Minerve, propice à la terre,
Instruisit les grossiers humains,
Planta l’olivier de ses mains,
Et battit le dieu de la guerre.
Cependant elle disputa
La pomme due à la plus belle ;
Quelque temps Pâris hésita,
Mais Achille eût été pour elle.
Madame,
Que Votre Majesté impériale pardonne à ces mauvais vers . La reconnaissance n’est pas toujours éloquente . Si votre devise est une abeille 2, vous avez une terrible ruche ; c’est la plus grande qui soit au monde . Vous remplissez la terre de votre nom et de vos bienfaits. Les plus précieux pour moi sont les médailles qui vous représentent. Les traits de Votre Majesté me rappellent ceux de la princesse votre mère 3.
J’ai encore un autre bonheur, c’est que tous ceux qui ont été honorés des bontés de Votre Majesté sont mes amis ; je me tiens redevable de ce qu’elle a fait si généreusement pour les Diderot, les d’Alembert, et les Calas. Tous les gens de lettres de l’Europe doivent être à vos pieds.
C’est vous, madame, qui faites les miracles ; vous avez rendu Abraham Chaumeix tolérant 4, et s’il approche de Votre Majesté, il aura de l’esprit ; mais pour les capucins, Votre Majesté a bien senti qu’il n’était pas en son pouvoir de les changer en hommes, depuis que saint François les a changés en bêtes. Heureusement votre Académie va former des hommes qui n’auront pas affaire à saint François,
Je suis plus vieux, madame, que la ville où vous régnez, et que vous embellissez. J’ose même ajouter que je suis plus vieux que votre empire, en datant sa nouvelle fondation du créateur Pierre le Grand, dont vous perfectionnez l’ouvrage, Cependant je sens que je prendrais la liberté d’aller faire ma cour à cette étonnante abeille qui gouverne cette vaste ruche, si les maladies qui m’accablent me permettaient, à moi pauvre bourdon, de sortir de ma cellule.
Je me ferais présenter par M. le comte de Shouvalow et par madame sa femme, que j’ai eu l’honneur de posséder quelques jours dans mon petit ermitage.

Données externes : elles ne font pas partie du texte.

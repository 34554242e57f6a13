use serde::{Deserialize, Serialize};
use serde_json::Value;

// ============================================================================
// Client -> server
// ============================================================================

/// Top-level message sent to the Live API (externally tagged)
#[derive(Debug, Clone, Serialize, Deserialize)]
#[serde(rename_all = "camelCase")]
pub enum ClientMessage {
    Setup(Setup),
    RealtimeInput(RealtimeInput),
    ToolResponse(ToolResponse),
}

/// First message of every session
#[derive(Debug, Clone, Serialize, Deserialize)]
#[serde(rename_all = "camelCase")]
pub struct Setup {
    pub model: String,
    pub generation_config: GenerationConfig,
    pub system_instruction: Content,
    pub tools: Vec<Tool>,
    /// Presence enables transcription of the user's speech
    pub input_audio_transcription: TranscriptionConfig,
    /// Presence enables transcription of the model's speech
    pub output_audio_transcription: TranscriptionConfig,
}

#[derive(Debug, Clone, Serialize, Deserialize)]
#[serde(rename_all = "camelCase")]
pub struct GenerationConfig {
    pub response_modalities: Vec<String>,
    pub speech_config: SpeechConfig,
}

#[derive(Debug, Clone, Serialize, Deserialize)]
#[serde(rename_all = "camelCase")]
pub struct SpeechConfig {
    pub voice_config: VoiceConfig,
}

#[derive(Debug, Clone, Serialize, Deserialize)]
#[serde(rename_all = "camelCase")]
pub struct VoiceConfig {
    pub prebuilt_voice_config: PrebuiltVoiceConfig,
}

#[derive(Debug, Clone, Serialize, Deserialize)]
#[serde(rename_all = "camelCase")]
pub struct PrebuiltVoiceConfig {
    pub voice_name: String,
}

#[derive(Debug, Clone, Default, Serialize, Deserialize)]
pub struct TranscriptionConfig {}

#[derive(Debug, Clone, Serialize, Deserialize)]
pub struct Content {
    pub parts: Vec<TextPart>,
}

#[derive(Debug, Clone, Serialize, Deserialize)]
pub struct TextPart {
    pub text: String,
}

#[derive(Debug, Clone, Serialize, Deserialize)]
#[serde(rename_all = "camelCase")]
pub struct Tool {
    pub function_declarations: Vec<FunctionDeclaration>,
}

#[derive(Debug, Clone, Serialize, Deserialize)]
pub struct FunctionDeclaration {
    pub name: String,
    pub description: String,
    /// OpenAPI-style schema object
    pub parameters: Value,
}

#[derive(Debug, Clone, Serialize, Deserialize)]
pub struct RealtimeInput {
    pub audio: Blob,
}

/// Base64-encoded media with its MIME type
#[derive(Debug, Clone, PartialEq, Serialize, Deserialize)]
#[serde(rename_all = "camelCase")]
pub struct Blob {
    pub mime_type: String,
    pub data: String,
}

#[derive(Debug, Clone, Serialize, Deserialize)]
#[serde(rename_all = "camelCase")]
pub struct ToolResponse {
    pub function_responses: Vec<FunctionResponse>,
}

/// Acknowledgement of one function call
#[derive(Debug, Clone, PartialEq, Serialize, Deserialize)]
pub struct FunctionResponse {
    pub id: String,
    pub name: String,
    pub response: Value,
}

// ============================================================================
// Server -> client
// ============================================================================

/// Message received from the Live API.
///
/// A single message may carry several parts (e.g. a transcription delta and
/// an audio chunk); every field is optional.
#[derive(Debug, Clone, Default, Serialize, Deserialize)]
#[serde(rename_all = "camelCase")]
pub struct ServerMessage {
    #[serde(default)]
    pub setup_complete: Option<Value>,
    #[serde(default)]
    pub server_content: Option<ServerContent>,
    #[serde(default)]
    pub tool_call: Option<ToolCall>,
    #[serde(default)]
    pub go_away: Option<GoAway>,
}

#[derive(Debug, Clone, Default, Serialize, Deserialize)]
#[serde(rename_all = "camelCase")]
pub struct ServerContent {
    #[serde(default)]
    pub model_turn: Option<ModelTurn>,
    #[serde(default)]
    pub input_transcription: Option<Transcription>,
    #[serde(default)]
    pub output_transcription: Option<Transcription>,
    #[serde(default)]
    pub turn_complete: bool,
    #[serde(default)]
    pub interrupted: bool,
}

#[derive(Debug, Clone, Default, Serialize, Deserialize)]
pub struct ModelTurn {
    #[serde(default)]
    pub parts: Vec<Part>,
}

#[derive(Debug, Clone, Default, Serialize, Deserialize)]
#[serde(rename_all = "camelCase")]
pub struct Part {
    #[serde(default)]
    pub inline_data: Option<Blob>,
    #[serde(default)]
    pub text: Option<String>,
}

#[derive(Debug, Clone, Default, Serialize, Deserialize)]
pub struct Transcription {
    #[serde(default)]
    pub text: String,
}

#[derive(Debug, Clone, Default, Serialize, Deserialize)]
#[serde(rename_all = "camelCase")]
pub struct ToolCall {
    #[serde(default)]
    pub function_calls: Vec<FunctionCall>,
}

/// One structured request from the model to run a local action
#[derive(Debug, Clone, PartialEq, Serialize, Deserialize)]
pub struct FunctionCall {
    #[serde(default)]
    pub id: String,
    pub name: String,
    #[serde(default)]
    pub args: Value,
}

/// Advance notice that the server will close the connection
#[derive(Debug, Clone, Default, Serialize, Deserialize)]
#[serde(rename_all = "camelCase")]
pub struct GoAway {
    #[serde(default)]
    pub time_left: Option<String>,
}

Votre Majesté impériale a été le sujet de nos entretiens, et jamais je n’ai tant éprouvé le chagrin de ne pouvoir voyager.
Oserais-je, madame, dire que je suis un peu fâché que vous vous appeliez Catherine ? les héroïnes d’autrefois ne prenaient point de nom de saintes . Homère, Virgile, auraient été bien embarrassés avec ces noms-là . Vous n’étiez pas faite pour le calendrier.
Mais, soit Junon, Minerve, ou Vénus, ou Cérès, qui s’ajustent bien mieux à la poésie en tout pays, je me mets aux pieds de Votre Majesté Impériale, avec reconnaissance et avec le plus profond respect.
Voltaire . »
1 Voltaire a porté sur la copie : « A l'impératrice de Russie 1765 » . La lettre a toujours été placée en septembre, mais comme elle répond à la lettre du 2 septembre 1765 de Catherine II, qui a dû parvenir fin octobre ou début novembre, et que l'impératrice y fit réponse le 9 décembre, on a la date proposée avec le plus de vraisemblance .Voir lettre du 5 novembre 1765 : http://voltaireathome.hautetfort.com/archive/2021/02/27/nous-sommes-tres-etonnes-d-un-cote-de-lire-des-productions-q-6300322.html
et du 6 novembre 1765 à Mme Du Deffand : http://voltaireathome.hautetfort.com/archive/2021/02/27/il-faut-bien-pourtant-que-les-francais-valent-quelque-chose-puisque-des-etr.html
2 Voir lettre de Catherine II du 11-22 août 1765 : « Ma devise est une abeille qui, volant de plante en plante, amasse son miel pour le porter dans sa ruche, et l’inscription en est l’Utile » : https://fr.wikisource.org/wiki/Correspondance_de_Voltaire/1765/Lettre_6089
3 La princesse d’Anhalt-Zerbst ; voir https://fr.wikisource.org/wiki/Correspondance_de_Voltaire/1749/Lettre_1975
4 Voir lettre du 11-22 août 1765 de Catherine II .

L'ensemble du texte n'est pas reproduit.